Country Listing

Poland Table of Contents

Poland

POLITICS AND THE MEDIA

Prior to the return of democracy in 1989, Poland's independent press defied state censorship and flourished to an extent unknown in other East European communist states. Active publication by opposition groups in the 1970s formed a tradition for the well-organized distribution of censored materials that flowered in the contentious decade that followed.

The Early Opposition Press

As early as 1970, underground groups had begun issuing opposition literature that included short-lived periodicals, strike announcements, and brochures. By 1976 opposition groups were better organized and began issuing influential carbon-copied and mimeographed serials. In the autumn of that year, KOR began producing its Biuletyn Informacyjny (Information Bulletin). During the period between 1976 and 1980, about 500 uncensored serial titles were recorded, some with circulations of more than 20,000 copies. At the same time, underground book publishing flourished as over thirty-five independent presses issued hundreds of uncensored monographs.

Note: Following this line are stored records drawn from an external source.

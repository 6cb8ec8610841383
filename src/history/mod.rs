// src/history/mod.rs

pub mod store;
pub mod view;

pub use store::{BlobHistory, BlobStore, FileBlobStore, MemoryBlobStore, TestHistory};
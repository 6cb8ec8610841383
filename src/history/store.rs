// src/history/store.rs

use std::{
    collections::HashMap,
    fs,
    io::ErrorKind,
    path::PathBuf,
    sync::Mutex,
};

use crate::{
    config::{HISTORY_KEY, HISTORY_RETENTION_DAYS},
    error::AppError,
    models::saved_test::SavedTest,
};

/// Retention window in milliseconds.
pub const RETENTION_MS: i64 = HISTORY_RETENTION_DAYS * 24 * 60 * 60 * 1000;

/// Key/value storage for whole text blobs (the local-storage model: one
/// key, one string, replaced as a unit).
pub trait BlobStore: Send + Sync {
    fn get(&self, key: &str) -> Result<Option<String>, AppError>;
    fn set(&self, key: &str, value: &str) -> Result<(), AppError>;
}

/// History of completed tests.
pub trait TestHistory: Send + Sync {
    /// Tests inside the retention window, oldest first.
    fn load(&self) -> Result<Vec<SavedTest>, AppError>;

    /// Adds `test` after the retained tests and persists the result.
    fn append(&self, test: SavedTest) -> Result<(), AppError>;
}

/// Whether a test stamped `timestamp` is still visible at `now` (both epoch ms).
///
/// The age saturates, so a timestamp far in the past is simply expired.
pub fn is_retained(timestamp: i64, now: i64) -> bool {
    now.saturating_sub(timestamp) < RETENTION_MS
}

pub fn now_millis() -> i64 {
    chrono::Utc::now().timestamp_millis()
}

/// Keeps the whole history as one JSON array under a single blob key.
///
/// Expired entries are filtered on every read and disappear from storage on
/// the next append. The read-then-write in `append` is serialized within this
/// process only; two processes sharing the same store can lose updates.
pub struct BlobHistory<S> {
    store: S,
    key: String,
    write_lock: Mutex<()>,
}

impl<S: BlobStore> BlobHistory<S> {
    pub fn new(store: S) -> Self {
        Self::with_key(store, HISTORY_KEY)
    }

    pub fn with_key(store: S, key: impl Into<String>) -> Self {
        Self {
            store,
            key: key.into(),
            write_lock: Mutex::new(()),
        }
    }

    pub fn store(&self) -> &S {
        &self.store
    }

    pub fn load_at(&self, now: i64) -> Result<Vec<SavedTest>, AppError> {
        let Some(blob) = self.store.get(&self.key)? else {
            return Ok(Vec::new());
        };

        let tests: Vec<SavedTest> = serde_json::from_str(&blob).map_err(|e| {
            AppError::Storage(format!("history blob {:?} is not a test list: {}", self.key, e))
        })?;

        let total = tests.len();
        let retained: Vec<SavedTest> = tests
            .into_iter()
            .filter(|test| is_retained(test.timestamp, now))
            .collect();

        if retained.len() < total {
            tracing::debug!("{} saved tests past retention", total - retained.len());
        }

        Ok(retained)
    }

    pub fn append_at(&self, test: SavedTest, now: i64) -> Result<(), AppError> {
        let _guard = self
            .write_lock
            .lock()
            .map_err(|_| AppError::Storage("history write lock poisoned".to_string()))?;

        let mut tests = self.load_at(now)?;
        tests.push(test);

        let blob = serde_json::to_string(&tests)
            .map_err(|e| AppError::Storage(e.to_string()))?;
        self.store.set(&self.key, &blob)?;

        tracing::info!("Saved test history now holds {} entries", tests.len());
        Ok(())
    }
}

impl<S: BlobStore> TestHistory for BlobHistory<S> {
    fn load(&self) -> Result<Vec<SavedTest>, AppError> {
        self.load_at(now_millis())
    }

    fn append(&self, test: SavedTest) -> Result<(), AppError> {
        self.append_at(test, now_millis())
    }
}

/// In-process blob store, mostly for tests.
#[derive(Default)]
pub struct MemoryBlobStore {
    blobs: Mutex<HashMap<String, String>>,
}

impl MemoryBlobStore {
    pub fn new() -> Self {
        Self::default()
    }
}

impl BlobStore for MemoryBlobStore {
    fn get(&self, key: &str) -> Result<Option<String>, AppError> {
        let blobs = self
            .blobs
            .lock()
            .map_err(|_| AppError::Storage("memory store lock poisoned".to_string()))?;
        Ok(blobs.get(key).cloned())
    }

    fn set(&self, key: &str, value: &str) -> Result<(), AppError> {
        let mut blobs = self
            .blobs
            .lock()
            .map_err(|_| AppError::Storage("memory store lock poisoned".to_string()))?;
        blobs.insert(key.to_string(), value.to_string());
        Ok(())
    }
}

/// Stores each blob as `<dir>/<key>.json`.
///
/// Writes go to a temporary sibling first and are renamed into place, so a
/// reader sees either the old or the new list, never half of one.
#[derive(Debug, Clone)]
pub struct FileBlobStore {
    dir: PathBuf,
}

impl FileBlobStore {
    pub fn new(dir: impl Into<PathBuf>) -> Self {
        Self { dir: dir.into() }
    }

    pub fn path_for(&self, key: &str) -> PathBuf {
        self.dir.join(format!("{}.json", key))
    }
}

impl BlobStore for FileBlobStore {
    fn get(&self, key: &str) -> Result<Option<String>, AppError> {
        match fs::read_to_string(self.path_for(key)) {
            Ok(blob) => Ok(Some(blob)),
            Err(e) if e.kind() == ErrorKind::NotFound => Ok(None),
            Err(e) => Err(e.into()),
        }
    }

    fn set(&self, key: &str, value: &str) -> Result<(), AppError> {
        fs::create_dir_all(&self.dir)?;

        let path = self.path_for(key);
        let tmp = self.dir.join(format!("{}.json.tmp", key));
        fs::write(&tmp, value)?;
        fs::rename(&tmp, &path)?;
        Ok(())
    }
}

Following the Gdansk Agreement of August 1980, Poland saw a new explosion of independent publishing. In addition to Tygodnik Solidarnosc (Solidarity Weekly), whose circulation was limited to 500,000 copies supplemented by ten regional weeklies, Solidarity and its rural affiliate published hundreds of new periodicals. Assisted by donations of printing equipment from the West, about 200 publishing houses had emerged by December 1981, when martial law abruptly curtailed independent publishing.

During Solidarity's first period of legal activity, reprints of opposition literature from abroad, particularly the influential émigré journals Kultura (Culture) and Zeszyty Historyczne (Historical Notebooks), were especially popular.